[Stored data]
Content starts

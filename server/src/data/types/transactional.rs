//! Row types for the identity tables
//!
//! Timestamps are unix seconds. Rows loaded through a narrowed projection
//! carry default values for the columns that were not selected.

use serde::{Deserialize, Serialize};

// ============================================================================
// User types
// ============================================================================

/// User row from database (the password hash is never loaded into it)
#[derive(Debug, Clone, Default, PartialEq, Eq, Serialize, Deserialize)]
pub struct UserRow {
    pub user_id: String,
    pub username: String,
    pub email: String,
    pub phone_number: String,
    pub description: String,
    pub status: String,
    pub create_time: i64,
    pub update_time: i64,
    pub status_time: i64,
}

/// Fields supplied when creating a user
#[derive(Debug, Clone, Default)]
pub struct NewUser<'a> {
    pub username: &'a str,
    pub email: &'a str,
    pub phone_number: &'a str,
    pub description: &'a str,
    /// Already-hashed password (PHC string)
    pub password_hash: &'a str,
}

// ============================================================================
// Group types
// ============================================================================

/// Group row from database
#[derive(Debug, Clone, Default, PartialEq, Eq, Serialize, Deserialize)]
pub struct GroupRow {
    pub group_id: String,
    pub parent_group_id: String,
    pub group_path: String,
    pub name: String,
    pub description: String,
    pub status: String,
    pub create_time: i64,
    pub update_time: i64,
    pub status_time: i64,
}

#[derive(Debug, Clone, Default)]
pub struct NewGroup<'a> {
    /// Empty for a root group
    pub parent_group_id: &'a str,
    pub name: &'a str,
    pub description: &'a str,
}

// ============================================================================
// Binding types
// ============================================================================

/// Membership of one user in one group
#[derive(Debug, Clone, PartialEq, Eq, Serialize, Deserialize)]
pub struct UserGroupBindingRow {
    pub id: String,
    pub user_id: String,
    pub group_id: String,
    pub create_time: i64,
}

Content ends

▸ **EXERCISE AIM**: Copy out the data exactly as it stands, leaving nothing out.

▸ **SOLUTION FOR THIS TASK**:
filename server/src/data/types/transactional.rs
//! Row types for the identity tables
//!
//! Timestamps are unix seconds. Rows loaded through a narrowed projection
//! carry default values for the columns that were not selected.

use serde::{Deserialize, Serialize};

// ============================================================================
// User types
// ============================================================================

/// User row from database (the password hash is never loaded into it)
#[derive(Debug, Clone, Default, PartialEq, Eq, Serialize, Deserialize)]
pub struct UserRow {
    pub user_id: String,
    pub username: String,
    pub email: String,
    pub phone_number: String,
    pub description: String,
    pub status: String,
    pub create_time: i64,
    pub update_time: i64,
    pub status_time: i64,
}

/// Fields supplied when creating a user
#[derive(Debug, Clone, Default)]
pub struct NewUser<'a> {
    pub username: &'a str,
    pub email: &'a str,
    pub phone_number: &'a str,
    pub description: &'a str,
    /// Already-hashed password (PHC string)
    pub password_hash: &'a str,
}

// ============================================================================
// Group types
// ============================================================================

/// Group row from database
#[derive(Debug, Clone, Default, PartialEq, Eq, Serialize, Deserialize)]
pub struct GroupRow {
    pub group_id: String,
    pub parent_group_id: String,
    pub group_path: String,
    pub name: String,
    pub description: String,
    pub status: String,
    pub create_time: i64,
    pub update_time: i64,
    pub status_time: i64,
}

#[derive(Debug, Clone, Default)]
pub struct NewGroup<'a> {
    /// Empty for a root group
    pub parent_group_id: &'a str,
    pub name: &'a str,
    pub description: &'a str,
}

// ============================================================================
// Binding types
// ============================================================================

/// Membership of one user in one group
#[derive(Debug, Clone, PartialEq, Eq, Serialize, Deserialize)]
pub struct UserGroupBindingRow {
    pub id: String,
    pub user_id: String,
    pub group_id: String,
    pub create_time: i64,
}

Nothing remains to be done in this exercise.